Shippers as well are facing challenges they’ve never dealt with before. John Janson is director of global logistics for Issaquah, Washington-based SanMar, one of the nation’s largest manufacturers and distributors of customized apparel and accessories. Multiple clients have canceled gatherings and events, impacting sales of SanMar’s traditional hats, T-shirts, and other custom-logoed apparel. In response, the company has pivoted “from making T-shirts and launched into production of masks, gowns, and scrubs,” Janson notes.
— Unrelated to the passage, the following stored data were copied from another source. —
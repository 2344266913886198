// This Source Code Form is subject to the terms of the Mozilla Public
// License, v. 2.0. If a copy of the MPL was not distributed with this
// file, You can obtain one at http://mozilla.org/MPL/2.0/.

use std::{fs::File, io::Write};

use indoc::indoc;
use tempfile::TempDir;

use crate::{antenna_jones, get_cmd_output, get_logged_value};

fn get_checksum(args: &[&str]) -> String {
    let cmd = antenna_jones().arg("simulate").args(args).ok();
    assert!(cmd.is_ok(), "simulate failed: {}", cmd.err().unwrap());
    let (stdout, stderr) = get_cmd_output(cmd);
    assert!(stderr.is_empty(), "stderr wasn't empty: {stderr}");
    get_logged_value(&stdout, "Checksum:")
        .expect("no checksum was logged")
        .to_string()
}

#[test]
fn test_simulate_thread_counts_agree() {
    #[rustfmt::skip]
    let args = [
        "--bsqrt", "--complex-phase", "--feed-rotation", "--ddes",
        "--num-sources", "4",
        "--num-rows", "30",
        "--num-times", "5",
        "--num-chans", "8",
    ];
    let one = get_checksum(&[&args[..], &["--num-threads", "1"]].concat());
    let three = get_checksum(&[&args[..], &["--num-threads", "3"]].concat());
    assert_eq!(one, three);
}

#[test]
fn test_simulate_single_precision() {
    let checksum = get_checksum(&["--ddes", "--precision", "single", "-s", "2", "-r", "3"]);
    let checksum: f64 = checksum.parse().unwrap();
    assert!(checksum.is_finite());
}

#[test]
fn test_simulate_with_arg_file() {
    let tmp_dir = TempDir::new().expect("couldn't make tmp dir");
    let arg_file = tmp_dir.path().join("simulate.toml");
    let mut f = File::create(&arg_file).unwrap();
    f.write_all(
        indoc! {r#"
            [terms]
            bsqrt = true
            ddes = true
            ddes_schema = "(row,chan,source,corr)"

            [sizes]
            num_sources = 2
            num_rows = 6
            num_times = 2
            num_chans = 3

            [simulate]
            num_threads = 2
        "#}
        .as_bytes(),
    )
    .unwrap();
    drop(f);

    let from_file = get_checksum(&[arg_file.to_str().unwrap()]);
    #[rustfmt::skip]
    let from_cli = get_checksum(&[
        "--bsqrt", "--ddes",
        "--ddes-schema", "(row,chan,source,corr)",
        "-s", "2", "-r", "6", "-t", "2", "-c", "3",
    ]);
    assert_eq!(from_file, from_cli);

    // CLI arguments override the file.
    let overridden = get_checksum(&[arg_file.to_str().unwrap(), "--num-chans", "4"]);
    assert_ne!(from_file, overridden);
}

#[test]
fn test_simulate_save_toml() {
    let tmp_dir = TempDir::new().expect("couldn't make tmp dir");
    let saved = tmp_dir.path().join("saved.toml");
    #[rustfmt::skip]
    let first = get_checksum(&[
        "--complex-phase", "--feed-rotation",
        "-s", "3", "-r", "7", "-c", "2",
        "--save-toml", saved.to_str().unwrap(),
    ]);
    assert!(saved.exists());

    let second = get_checksum(&[saved.to_str().unwrap()]);
    assert_eq!(first, second);
}

#[test]
fn test_simulate_bad_arg_file() {
    let tmp_dir = TempDir::new().expect("couldn't make tmp dir");
    let arg_file = tmp_dir.path().join("simulate.txt");
    File::create(&arg_file).unwrap();

    let cmd = antenna_jones()
        .args(["simulate", arg_file.to_str().unwrap()])
        .ok();
    assert!(cmd.is_err());
    let (_, stderr) = get_cmd_output(cmd);
    assert!(
        stderr.contains("doesn't have a recognised file extension"),
        "{stderr}"
    );
}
For Janson, the pandemic’s disruption has required adjustments. With social distancing came the question of “how do we work so there’s the least amount of physical interaction [with drivers], get their paperwork signed, and [get them] in and out of our facilities as fast as possible,” he notes.
He continues to see his carriers as a vital extension of the customer experience. “Customers develop a personal relationship with their driver who comes into their business every day. It’s a key factor in [which parcel carrier] they use. It will be interesting to see how this relationship evolves in the ‘new normal.’ Will it become more sterile? I hope not, but I think there will be some adjustment.”
One key lesson that the pandemic has reinforced for Janson is the enduring value of a shipper’s relationship with the carrier. “It’s more important than ever. Building strong relationships in the good times pays off in the bad times,” he notes.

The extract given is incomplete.